I. Factual Background

Plaintiff alleges that, in February of 1999, Plaintiff entered into a written contract with the City of Memphis and the Memphis Cook Convention Commission (collectively “the Owners”) for the renovation, expansion, and construction (the “Project”) of the Memphis Cook Convention Center in Memphis, Tennessee. The Project included demolition of the Concourse Hall, a structure attached to the existing Convention Center.

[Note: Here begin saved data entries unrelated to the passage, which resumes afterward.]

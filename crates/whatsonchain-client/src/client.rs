//! HTTP client for the WhatsOnChain API.

use crate::error::Error;
use crate::options::ClientOptions;
use crate::retry::build_http_client;
use crate::types::*;
use crate::websocket::{SocketHandler, WebsocketClient, new_websocket_client};
use reqwest::header::USER_AGENT;
use reqwest_middleware::{ClientWithMiddleware, RequestBuilder};
use std::sync::Arc;
use tracing::{debug, warn};


/// Mempool event feed.
pub const SOCKET_ENDPOINT_MEMPOOL: &str = "wss://socket.whatsonchain.com/mempool";

/// Block header event feed.
pub const SOCKET_ENDPOINT_BLOCK_HEADERS: &str = "wss://socket.whatsonchain.com/blockheaders";

/// HTTP client for the WhatsOnChain API.
///
/// Cheap to clone; clones share the connection pool.
#[derive(Debug, Clone)]
pub struct WhatsOnChainClient {
    transport: reqwest::Client,
    http: ClientWithMiddleware,
    options: ClientOptions,
    network: Network,
    base_url: String,
}

impl WhatsOnChainClient {
    /// Creates a new client.
    ///
    /// # Arguments
    /// * `network` - Network whose API is queried.
    /// * `options` - Client options, `None` for [`ClientOptions::default`].
    /// * `http_client` - Transport to use as-is, `None` to build one from `options`.
    #[must_use]
    pub fn new(
        network: Network,
        options: Option<ClientOptions>,
        http_client: Option<reqwest::Client>,
    ) -> Self {
        let options = options.unwrap_or_default();

        let transport = http_client.unwrap_or_else(|| {
            options.build_transport().unwrap_or_else(|err| {
                warn!("failed to build tuned HTTP transport, using defaults: {}", err);
                reqwest::Client::new()
            })
        });
        let http = build_http_client(&options, transport.clone());

        Self {
            transport,
            http,
            options,
            network,
            base_url: network.api_url(),
        }
    }

    /// Points the client at another REST base URL (e.g. a proxy).
    #[must_use]
    pub fn with_base_url(mut self, base_url: &str) -> Self {
        self.base_url = base_url.trim_end_matches('/').to_string();
        self
    }

    /// Returns the user agent sent with every request.
    #[must_use]
    pub fn user_agent(&self) -> &str {
        &self.options.user_agent
    }

    /// Returns the underlying HTTP transport.
    #[must_use]
    pub fn http_client(&self) -> &reqwest::Client {
        &self.transport
    }

    /// Returns the network this client queries.
    #[must_use]
    pub fn network(&self) -> Network {
        self.network
    }

    /// Returns the options this client was built with.
    #[must_use]
    pub fn options(&self) -> &ClientOptions {
        &self.options
    }

    /// Returns the REST base URL.
    #[must_use]
    pub fn base_url(&self) -> &str {
        &self.base_url
    }

    // ========================================================================
    // Health & Chain
    // ========================================================================

    /// Checks that the API is up.
    ///
    /// # Errors
    /// Returns error if the request fails.
    pub async fn get_health(&self) -> Result<String, Error> {
        let resp = self.get("/woc").send().await?;
        self.handle_text_response(resp).await
    }

    /// Gets the chain state.
    ///
    /// # Errors
    /// Returns error if the request fails.
    pub async fn get_chain_info(&self) -> Result<ChainInfo, Error> {
        let resp = self.get("/chain/info").send().await?;
        self.handle_response(resp).await
    }

    /// Gets the current exchange rate.
    ///
    /// # Errors
    /// Returns error if the request fails.
    pub async fn get_exchange_rate(&self) -> Result<ExchangeRate, Error> {
        let resp = self.get("/exchangerate").send().await?;
        self.handle_response(resp).await
    }

    /// Gets the mempool summary.
    ///
    /// # Errors
    /// Returns error if the request fails.
    pub async fn get_mempool_info(&self) -> Result<MempoolInfo, Error> {
        let resp = self.get("/mempool/info").send().await?;
        self.handle_response(resp).await
    }

    // ========================================================================
    // Blocks
    // ========================================================================

    /// Gets a block by height.
    ///
    /// # Errors
    /// Returns error if the request fails.
    pub async fn get_block_by_height(&self, height: u64) -> Result<BlockInfo, Error> {
        let resp = self
            .get(&format!("/block/height/{}", height))
            .send()
            .await?;
        self.handle_response(resp).await
    }

    /// Gets a block by hash.
    ///
    /// # Errors
    /// Returns error if the hash is empty or the request fails.
    pub async fn get_block_by_hash(&self, hash: &str) -> Result<BlockInfo, Error> {
        require_non_empty("block hash", hash)?;
        let resp = self.get(&format!("/block/hash/{}", hash)).send().await?;
        self.handle_response(resp).await
    }

    // ========================================================================
    // Transactions
    // ========================================================================

    /// Gets a transaction by id.
    ///
    /// # Errors
    /// Returns error if the id is empty or the request fails.
    pub async fn get_transaction(&self, txid: &str) -> Result<TxInfo, Error> {
        require_non_empty("transaction id", txid)?;
        let resp = self.get(&format!("/tx/hash/{}", txid)).send().await?;
        self.handle_response(resp).await
    }

    /// Broadcasts a raw transaction and returns its id.
    ///
    /// # Errors
    /// Returns error if the hex is empty or the request fails.
    pub async fn broadcast_transaction(&self, tx_hex: &str) -> Result<String, Error> {
        require_non_empty("transaction hex", tx_hex)?;
        let body = BroadcastRequest {
            tx_hex: tx_hex.to_string(),
        };
        let resp = self.post("/tx/raw").json(&body).send().await?;
        self.handle_response(resp).await
    }

    // ========================================================================
    // Addresses
    // ========================================================================

    /// Gets the balance of an address.
    ///
    /// # Errors
    /// Returns error if the address is empty or the request fails.
    pub async fn get_address_balance(&self, address: &str) -> Result<AddressBalance, Error> {
        require_non_empty("address", address)?;
        let resp = self
            .get(&format!("/address/{}/balance", address))
            .send()
            .await?;
        self.handle_response(resp).await
    }

    /// Gets the confirmed transaction history of an address.
    ///
    /// # Errors
    /// Returns error if the address is empty or the request fails.
    pub async fn get_address_history(&self, address: &str) -> Result<Vec<HistoryRecord>, Error> {
        require_non_empty("address", address)?;
        let resp = self
            .get(&format!("/address/{}/history", address))
            .send()
            .await?;
        self.handle_response(resp).await
    }

    // ========================================================================
    // WebSocket
    // ========================================================================

    /// Creates a websocket client for the mempool feed.
    ///
    /// Returns `None` when `handler` is `None`.
    #[must_use]
    pub fn new_mempool_websocket(
        &self,
        handler: Option<Arc<dyn SocketHandler>>,
    ) -> Option<WebsocketClient> {
        new_websocket_client(SOCKET_ENDPOINT_MEMPOOL, handler)
    }

    /// Creates a websocket client for the block header feed.
    ///
    /// Returns `None` when `handler` is `None`.
    #[must_use]
    pub fn new_block_headers_websocket(
        &self,
        handler: Option<Arc<dyn SocketHandler>>,
    ) -> Option<WebsocketClient> {
        new_websocket_client(SOCKET_ENDPOINT_BLOCK_HEADERS, handler)
    }

    // ========================================================================
    // Internal Helpers
    // ========================================================================

    fn get(&self, path: &str) -> RequestBuilder {
        self.request(self.http.get(format!("{}{}", self.base_url, path)))
    }

    fn post(&self, path: &str) -> RequestBuilder {
        self.request(self.http.post(format!("{}{}", self.base_url, path)))
    }

    fn request(&self, builder: RequestBuilder) -> RequestBuilder {
        builder
            .header(USER_AGENT, self.options.user_agent.as_str())
            .timeout(self.options.request_timeout)
    }

    async fn handle_response<T: serde::de::DeserializeOwned>(
        &self,
        resp: reqwest::Response,
    ) -> Result<T, Error> {
        let status = resp.status();
        debug!(url = %resp.url(), status = status.as_u16(), "response received");

        if status.is_success() {
            Ok(resp.json().await?)
        } else if status.as_u16() == 404 {
            let text = resp.text().await.unwrap_or_default();
            Err(Error::NotFound(text))
        } else {
            let text = resp.text().await.unwrap_or_default();
            Err(Error::Api {
                status: status.as_u16(),
                message: text,
            })
        }
    }

    async fn handle_text_response(&self, resp: reqwest::Response) -> Result<String, Error> {
        let status = resp.status();

        if status.is_success() {
            Ok(resp.text().await?)
        } else if status.as_u16() == 404 {
            let text = resp.text().await.unwrap_or_default();
            Err(Error::NotFound(text))
        } else {
            let text = resp.text().await.unwrap_or_default();
            Err(Error::Api {
                status: status.as_u16(),
                message: text,
            })
        }
    }
}

fn require_non_empty(what: &str, value: &str) -> Result<(), Error> {
    if value.trim().is_empty() {
        return Err(Error::InvalidRequest(format!("{} cannot be empty", what)));
    }
    Ok(())
}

On or about February 16, 1999, Plaintiff and Eagle entered into a written subcontract (the “Subcontract”). Under the terms of the Subcontract, Eagle agreed to undertake demolition of the Concourse Hall, as well as other selective demolition and asbestos abatement work at the Project site. Eagle also assumed “the entire responsibility and liability for all work, supervision, labor and materials provided [under the Subcontract].... and other things provided by [Eagle] until final acceptance of the work by the [City of Memphis and the Memphis Convention Center Commission].” (Plaintiffs Mem. in Support of Plaintiffs Mot. for Partial Summ. J. Against Defendants Eagle Amalgamated Services, Inc. and Capitol Indemnity Corp., at Att. F, ¶ 6(a)). Eagle further agreed to defend, indemnify, and hold harmless Plaintiff from and against all “claims, expenses, damages, and losses arising out of its work.” Id. at Att. C, ¶ 45.

On or about March 4, 1999, Capitol Indemnity Corporation (“Capitol”) issued Clark a performance bond (the “Performance Bond”) as required by the Subcontract. The Performance Bond obligated Capitol, as a surety, to assure Eagle’s full and complete performance of the Subcontract. It also required Capitol to hold Plaintiff harmless for any loss, damage, or expense that Plaintiff might incur if Eagle failed to satisfy its contractual obligations.

Eagle retained Engineered Demolition, Inc. (“Engineered Demolition”) to assist with demolition of the Concourse Hall. With its agents and subcontractors, Eagle performed all of the preparatory work associated with the implosion of the Concourse Hall.

On October 10, 1999, Eagle and Engineered Demolition performed the scheduled implosion of the Concourse Hall. This action unexpectedly damaged the adjacent Convention Center. Engineered Demolition employees subsequently left the Project site without participating in the complex clean-up efforts necessitated by the unexpected results of their demolition work. Several months later, Eagle also *1079 abandoned the Project prior to fulfilling the terms of the subcontract.

On October 11, 1999, the Owners informed Plaintiff that it would hold Plaintiff responsible for all costs associated with repairing the damage resulting from the October 10th implosion. Plaintiff claims to have spent over a million dollars addressing damages caused by the demolition work it subcontracted to Eagle.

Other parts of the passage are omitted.